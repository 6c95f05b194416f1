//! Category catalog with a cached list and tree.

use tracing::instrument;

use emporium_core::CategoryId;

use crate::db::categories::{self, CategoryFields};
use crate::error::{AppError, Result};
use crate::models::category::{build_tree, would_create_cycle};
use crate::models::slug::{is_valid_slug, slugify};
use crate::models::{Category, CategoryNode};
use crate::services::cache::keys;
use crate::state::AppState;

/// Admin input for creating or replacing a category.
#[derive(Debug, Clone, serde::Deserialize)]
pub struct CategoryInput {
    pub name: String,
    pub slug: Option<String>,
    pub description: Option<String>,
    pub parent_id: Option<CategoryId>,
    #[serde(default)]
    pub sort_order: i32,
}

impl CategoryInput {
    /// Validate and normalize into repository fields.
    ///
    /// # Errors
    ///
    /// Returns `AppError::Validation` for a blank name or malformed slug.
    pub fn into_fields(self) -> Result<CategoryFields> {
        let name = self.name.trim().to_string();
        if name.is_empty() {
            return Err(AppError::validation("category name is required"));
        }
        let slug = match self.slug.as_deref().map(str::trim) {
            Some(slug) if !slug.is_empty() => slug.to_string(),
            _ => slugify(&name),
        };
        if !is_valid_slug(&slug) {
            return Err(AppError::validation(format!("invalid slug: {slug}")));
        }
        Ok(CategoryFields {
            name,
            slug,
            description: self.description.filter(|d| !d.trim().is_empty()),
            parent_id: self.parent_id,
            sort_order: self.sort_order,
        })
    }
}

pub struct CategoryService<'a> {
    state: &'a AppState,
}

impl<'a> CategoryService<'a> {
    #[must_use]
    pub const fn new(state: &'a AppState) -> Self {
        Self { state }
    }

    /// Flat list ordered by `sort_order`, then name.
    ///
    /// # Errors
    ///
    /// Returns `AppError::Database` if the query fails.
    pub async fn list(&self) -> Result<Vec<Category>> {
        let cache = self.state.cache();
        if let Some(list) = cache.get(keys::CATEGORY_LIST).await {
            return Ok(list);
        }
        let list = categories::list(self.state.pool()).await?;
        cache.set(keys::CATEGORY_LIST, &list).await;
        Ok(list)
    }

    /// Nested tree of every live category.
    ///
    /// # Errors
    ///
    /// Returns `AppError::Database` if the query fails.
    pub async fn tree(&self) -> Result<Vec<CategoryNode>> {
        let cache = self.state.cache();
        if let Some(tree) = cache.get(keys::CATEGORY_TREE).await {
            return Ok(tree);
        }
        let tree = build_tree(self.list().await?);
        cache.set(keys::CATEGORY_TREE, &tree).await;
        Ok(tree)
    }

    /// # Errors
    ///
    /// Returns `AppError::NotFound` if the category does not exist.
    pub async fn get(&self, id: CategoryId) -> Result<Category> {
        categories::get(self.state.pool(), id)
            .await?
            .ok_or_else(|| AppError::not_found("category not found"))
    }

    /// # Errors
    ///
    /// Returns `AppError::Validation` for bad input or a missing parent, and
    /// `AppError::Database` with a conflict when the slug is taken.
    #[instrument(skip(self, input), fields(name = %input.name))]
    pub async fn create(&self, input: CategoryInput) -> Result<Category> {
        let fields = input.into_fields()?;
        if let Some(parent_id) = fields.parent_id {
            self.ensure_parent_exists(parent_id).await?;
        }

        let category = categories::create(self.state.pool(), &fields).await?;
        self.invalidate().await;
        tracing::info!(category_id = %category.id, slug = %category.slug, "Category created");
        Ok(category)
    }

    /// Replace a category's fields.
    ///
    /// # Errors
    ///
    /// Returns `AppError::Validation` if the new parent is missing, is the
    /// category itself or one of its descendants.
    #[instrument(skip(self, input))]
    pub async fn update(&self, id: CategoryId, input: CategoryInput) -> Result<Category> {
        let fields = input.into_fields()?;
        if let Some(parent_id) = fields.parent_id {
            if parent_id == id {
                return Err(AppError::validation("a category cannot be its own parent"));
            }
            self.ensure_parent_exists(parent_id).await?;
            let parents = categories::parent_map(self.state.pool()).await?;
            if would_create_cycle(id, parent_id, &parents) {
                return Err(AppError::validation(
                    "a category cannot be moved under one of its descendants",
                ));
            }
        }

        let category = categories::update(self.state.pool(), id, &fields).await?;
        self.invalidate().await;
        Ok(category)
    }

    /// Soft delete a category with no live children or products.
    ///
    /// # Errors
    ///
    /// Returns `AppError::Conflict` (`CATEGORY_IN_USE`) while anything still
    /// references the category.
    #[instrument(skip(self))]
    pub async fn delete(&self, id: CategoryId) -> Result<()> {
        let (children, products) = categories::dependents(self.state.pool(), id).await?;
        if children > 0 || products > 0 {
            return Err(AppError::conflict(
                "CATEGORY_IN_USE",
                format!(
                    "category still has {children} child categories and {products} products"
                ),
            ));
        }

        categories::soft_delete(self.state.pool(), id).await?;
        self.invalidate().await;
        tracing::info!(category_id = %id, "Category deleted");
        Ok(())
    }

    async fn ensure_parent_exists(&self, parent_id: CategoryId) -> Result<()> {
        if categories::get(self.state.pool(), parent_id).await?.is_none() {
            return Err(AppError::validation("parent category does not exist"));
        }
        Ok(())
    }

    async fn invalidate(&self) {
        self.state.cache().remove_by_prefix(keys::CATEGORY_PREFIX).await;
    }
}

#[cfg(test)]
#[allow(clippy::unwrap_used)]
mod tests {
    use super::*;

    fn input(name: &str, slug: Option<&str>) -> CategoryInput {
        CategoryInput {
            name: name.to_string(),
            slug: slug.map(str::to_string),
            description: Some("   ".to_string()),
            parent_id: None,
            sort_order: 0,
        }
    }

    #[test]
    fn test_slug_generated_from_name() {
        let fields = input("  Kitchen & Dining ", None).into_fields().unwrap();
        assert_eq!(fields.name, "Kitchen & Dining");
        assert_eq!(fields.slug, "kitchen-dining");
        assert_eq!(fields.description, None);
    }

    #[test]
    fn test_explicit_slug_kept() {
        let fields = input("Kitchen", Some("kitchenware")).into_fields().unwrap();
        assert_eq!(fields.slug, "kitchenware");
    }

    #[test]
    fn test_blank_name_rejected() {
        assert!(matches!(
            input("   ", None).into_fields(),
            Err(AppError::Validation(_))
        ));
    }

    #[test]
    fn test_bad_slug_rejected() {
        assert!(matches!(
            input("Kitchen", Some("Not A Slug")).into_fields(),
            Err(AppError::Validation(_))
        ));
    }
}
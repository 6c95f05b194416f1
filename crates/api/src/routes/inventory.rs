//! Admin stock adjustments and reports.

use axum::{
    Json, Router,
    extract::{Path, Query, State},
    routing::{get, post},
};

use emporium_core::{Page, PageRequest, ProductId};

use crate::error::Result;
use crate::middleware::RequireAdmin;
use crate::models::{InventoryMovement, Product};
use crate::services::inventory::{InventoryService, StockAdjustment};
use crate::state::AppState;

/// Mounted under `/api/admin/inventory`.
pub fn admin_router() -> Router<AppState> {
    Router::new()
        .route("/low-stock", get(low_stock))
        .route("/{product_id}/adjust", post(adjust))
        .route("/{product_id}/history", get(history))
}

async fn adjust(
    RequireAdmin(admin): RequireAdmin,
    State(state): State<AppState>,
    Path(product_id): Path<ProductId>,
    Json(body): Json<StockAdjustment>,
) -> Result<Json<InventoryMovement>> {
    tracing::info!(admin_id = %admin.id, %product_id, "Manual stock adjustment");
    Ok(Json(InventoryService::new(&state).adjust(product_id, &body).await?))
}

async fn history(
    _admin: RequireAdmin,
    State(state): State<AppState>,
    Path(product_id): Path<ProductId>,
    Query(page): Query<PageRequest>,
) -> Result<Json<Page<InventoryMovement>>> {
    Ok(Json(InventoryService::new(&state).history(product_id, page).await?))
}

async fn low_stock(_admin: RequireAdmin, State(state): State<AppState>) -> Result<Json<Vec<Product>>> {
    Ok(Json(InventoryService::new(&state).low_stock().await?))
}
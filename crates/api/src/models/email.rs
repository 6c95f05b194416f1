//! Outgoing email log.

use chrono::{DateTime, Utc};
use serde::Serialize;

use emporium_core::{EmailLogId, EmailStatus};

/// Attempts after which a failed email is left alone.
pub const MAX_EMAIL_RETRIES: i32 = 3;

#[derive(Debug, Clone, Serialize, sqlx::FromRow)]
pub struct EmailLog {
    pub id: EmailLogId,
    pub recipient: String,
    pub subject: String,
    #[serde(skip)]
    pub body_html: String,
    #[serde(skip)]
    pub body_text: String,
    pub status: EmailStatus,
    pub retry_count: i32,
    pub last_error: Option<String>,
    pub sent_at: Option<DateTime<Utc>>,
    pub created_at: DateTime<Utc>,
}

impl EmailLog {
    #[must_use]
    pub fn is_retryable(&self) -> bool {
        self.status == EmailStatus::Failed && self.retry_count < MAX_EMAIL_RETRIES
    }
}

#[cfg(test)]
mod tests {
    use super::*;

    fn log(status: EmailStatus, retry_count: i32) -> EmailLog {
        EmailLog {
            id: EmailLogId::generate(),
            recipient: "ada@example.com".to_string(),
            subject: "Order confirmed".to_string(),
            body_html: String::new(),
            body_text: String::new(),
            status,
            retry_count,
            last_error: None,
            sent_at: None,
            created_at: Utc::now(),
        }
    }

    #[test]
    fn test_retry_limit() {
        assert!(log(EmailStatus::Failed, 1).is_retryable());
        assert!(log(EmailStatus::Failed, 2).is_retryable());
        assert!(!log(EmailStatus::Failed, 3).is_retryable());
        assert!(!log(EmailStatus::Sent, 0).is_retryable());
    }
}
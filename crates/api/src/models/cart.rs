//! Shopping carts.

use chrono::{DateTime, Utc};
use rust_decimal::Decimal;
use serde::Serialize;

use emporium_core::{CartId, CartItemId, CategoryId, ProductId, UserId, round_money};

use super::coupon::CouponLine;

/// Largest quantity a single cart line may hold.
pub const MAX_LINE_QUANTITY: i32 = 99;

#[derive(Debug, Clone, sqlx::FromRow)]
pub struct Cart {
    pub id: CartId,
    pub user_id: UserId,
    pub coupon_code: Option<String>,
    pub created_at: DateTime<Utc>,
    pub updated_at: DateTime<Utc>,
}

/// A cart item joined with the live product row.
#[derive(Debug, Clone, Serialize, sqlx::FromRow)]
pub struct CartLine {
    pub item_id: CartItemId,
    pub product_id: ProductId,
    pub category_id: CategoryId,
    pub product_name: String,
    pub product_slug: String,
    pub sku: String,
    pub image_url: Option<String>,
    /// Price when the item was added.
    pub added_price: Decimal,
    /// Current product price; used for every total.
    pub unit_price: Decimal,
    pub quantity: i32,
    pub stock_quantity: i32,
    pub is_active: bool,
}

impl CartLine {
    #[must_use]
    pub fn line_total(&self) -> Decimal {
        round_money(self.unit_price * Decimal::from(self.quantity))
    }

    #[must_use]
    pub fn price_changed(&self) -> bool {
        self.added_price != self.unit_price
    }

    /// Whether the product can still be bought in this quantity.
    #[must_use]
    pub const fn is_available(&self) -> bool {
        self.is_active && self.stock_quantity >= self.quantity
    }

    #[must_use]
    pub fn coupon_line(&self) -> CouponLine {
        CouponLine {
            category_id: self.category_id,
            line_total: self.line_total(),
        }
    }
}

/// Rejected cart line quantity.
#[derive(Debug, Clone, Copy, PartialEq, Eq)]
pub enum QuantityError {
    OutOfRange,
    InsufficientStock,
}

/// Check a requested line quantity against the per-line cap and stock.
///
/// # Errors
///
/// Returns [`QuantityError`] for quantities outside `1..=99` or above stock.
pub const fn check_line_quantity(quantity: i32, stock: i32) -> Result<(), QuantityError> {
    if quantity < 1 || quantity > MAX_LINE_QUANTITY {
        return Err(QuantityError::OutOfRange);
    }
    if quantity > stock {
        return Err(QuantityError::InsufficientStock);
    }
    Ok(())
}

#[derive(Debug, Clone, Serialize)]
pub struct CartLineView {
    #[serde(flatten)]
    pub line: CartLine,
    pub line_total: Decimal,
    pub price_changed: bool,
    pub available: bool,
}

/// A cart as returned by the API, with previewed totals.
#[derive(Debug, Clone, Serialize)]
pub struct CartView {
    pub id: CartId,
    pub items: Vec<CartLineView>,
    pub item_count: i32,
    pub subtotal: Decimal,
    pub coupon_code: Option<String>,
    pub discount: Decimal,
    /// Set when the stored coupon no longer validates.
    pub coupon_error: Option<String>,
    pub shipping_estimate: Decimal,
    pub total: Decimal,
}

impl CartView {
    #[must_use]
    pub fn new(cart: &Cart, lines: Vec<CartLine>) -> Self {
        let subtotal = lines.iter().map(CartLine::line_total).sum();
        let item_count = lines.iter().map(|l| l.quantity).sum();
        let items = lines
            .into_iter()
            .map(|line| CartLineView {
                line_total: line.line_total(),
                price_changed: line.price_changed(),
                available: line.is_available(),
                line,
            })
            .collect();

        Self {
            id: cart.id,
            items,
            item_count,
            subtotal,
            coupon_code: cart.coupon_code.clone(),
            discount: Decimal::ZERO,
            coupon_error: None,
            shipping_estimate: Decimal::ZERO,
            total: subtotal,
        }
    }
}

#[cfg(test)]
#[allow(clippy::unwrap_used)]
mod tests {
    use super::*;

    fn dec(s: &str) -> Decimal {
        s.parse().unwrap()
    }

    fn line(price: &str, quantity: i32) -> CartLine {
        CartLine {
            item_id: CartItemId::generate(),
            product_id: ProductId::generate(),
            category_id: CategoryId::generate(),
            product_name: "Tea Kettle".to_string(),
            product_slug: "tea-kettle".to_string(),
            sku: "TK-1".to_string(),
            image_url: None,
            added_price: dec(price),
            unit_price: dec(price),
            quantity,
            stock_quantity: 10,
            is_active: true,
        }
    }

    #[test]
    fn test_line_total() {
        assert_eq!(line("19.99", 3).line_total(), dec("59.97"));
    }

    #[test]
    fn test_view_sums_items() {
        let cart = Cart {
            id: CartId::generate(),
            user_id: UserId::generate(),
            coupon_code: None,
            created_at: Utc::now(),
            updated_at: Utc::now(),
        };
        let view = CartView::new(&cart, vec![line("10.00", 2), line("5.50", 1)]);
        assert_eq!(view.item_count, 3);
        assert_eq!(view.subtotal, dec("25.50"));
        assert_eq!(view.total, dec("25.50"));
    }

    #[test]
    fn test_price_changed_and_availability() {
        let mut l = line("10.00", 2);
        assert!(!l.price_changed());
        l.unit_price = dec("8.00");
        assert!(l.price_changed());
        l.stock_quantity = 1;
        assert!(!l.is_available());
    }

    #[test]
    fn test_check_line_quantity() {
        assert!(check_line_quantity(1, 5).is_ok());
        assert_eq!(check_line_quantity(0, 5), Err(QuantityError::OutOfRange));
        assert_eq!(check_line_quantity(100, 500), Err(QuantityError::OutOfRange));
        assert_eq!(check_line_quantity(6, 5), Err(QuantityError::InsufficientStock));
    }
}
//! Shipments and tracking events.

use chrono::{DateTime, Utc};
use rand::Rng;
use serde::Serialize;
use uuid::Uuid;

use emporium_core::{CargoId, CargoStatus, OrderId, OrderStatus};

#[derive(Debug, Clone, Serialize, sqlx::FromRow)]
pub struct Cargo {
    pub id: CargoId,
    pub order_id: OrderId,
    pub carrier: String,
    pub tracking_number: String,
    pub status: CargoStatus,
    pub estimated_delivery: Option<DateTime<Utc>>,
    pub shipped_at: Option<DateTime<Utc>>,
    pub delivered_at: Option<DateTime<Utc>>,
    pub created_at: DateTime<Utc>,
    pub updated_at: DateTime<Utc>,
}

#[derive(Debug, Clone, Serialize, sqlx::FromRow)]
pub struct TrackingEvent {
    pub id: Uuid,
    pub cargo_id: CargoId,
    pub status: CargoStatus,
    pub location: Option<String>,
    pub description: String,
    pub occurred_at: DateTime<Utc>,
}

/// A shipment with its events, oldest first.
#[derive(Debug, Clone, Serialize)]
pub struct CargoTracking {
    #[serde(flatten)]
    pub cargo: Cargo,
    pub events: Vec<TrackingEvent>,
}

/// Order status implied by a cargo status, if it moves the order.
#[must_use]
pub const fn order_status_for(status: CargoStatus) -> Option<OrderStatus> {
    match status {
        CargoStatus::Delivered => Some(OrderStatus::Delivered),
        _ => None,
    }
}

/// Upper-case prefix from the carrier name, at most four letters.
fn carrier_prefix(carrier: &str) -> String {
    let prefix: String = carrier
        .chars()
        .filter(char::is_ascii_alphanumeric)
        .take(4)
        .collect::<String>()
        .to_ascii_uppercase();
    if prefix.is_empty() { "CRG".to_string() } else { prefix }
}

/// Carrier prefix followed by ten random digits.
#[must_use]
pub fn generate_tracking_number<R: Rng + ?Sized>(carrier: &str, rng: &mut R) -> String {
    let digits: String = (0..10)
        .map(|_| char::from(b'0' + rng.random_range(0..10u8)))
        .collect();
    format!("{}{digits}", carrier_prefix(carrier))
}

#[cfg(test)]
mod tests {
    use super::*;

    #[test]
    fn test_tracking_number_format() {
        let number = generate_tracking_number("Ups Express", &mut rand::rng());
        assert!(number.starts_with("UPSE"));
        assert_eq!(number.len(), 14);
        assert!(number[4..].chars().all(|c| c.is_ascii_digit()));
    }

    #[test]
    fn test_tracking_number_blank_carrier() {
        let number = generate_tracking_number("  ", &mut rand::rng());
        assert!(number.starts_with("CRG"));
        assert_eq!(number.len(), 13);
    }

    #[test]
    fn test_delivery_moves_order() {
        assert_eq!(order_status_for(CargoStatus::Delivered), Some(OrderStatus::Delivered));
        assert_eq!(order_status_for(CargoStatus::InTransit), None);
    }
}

----------------

▶ **WORK TO COMPLETE**:
Return only the exact lines from the opening of the records through the line that contains "or malformed slug.", both included.

▶ **SOLVED EXERCISE**:
repository 6c95f05b194416f1
//! Category catalog with a cached list and tree.

use tracing::instrument;

use emporium_core::CategoryId;

use crate::db::categories::{self, CategoryFields};
use crate::error::{AppError, Result};
use crate::models::category::{build_tree, would_create_cycle};
use crate::models::slug::{is_valid_slug, slugify};
use crate::models::{Category, CategoryNode};
use crate::services::cache::keys;
use crate::state::AppState;

/// Admin input for creating or replacing a category.
#[derive(Debug, Clone, serde::Deserialize)]
pub struct CategoryInput {
    pub name: String,
    pub slug: Option<String>,
    pub description: Option<String>,
    pub parent_id: Option<CategoryId>,
    #[serde(default)]
    pub sort_order: i32,
}

impl CategoryInput {
    /// Validate and normalize into repository fields.
    ///
    /// # Errors
    ///
    /// Returns `AppError::Validation` for a blank name or malformed slug.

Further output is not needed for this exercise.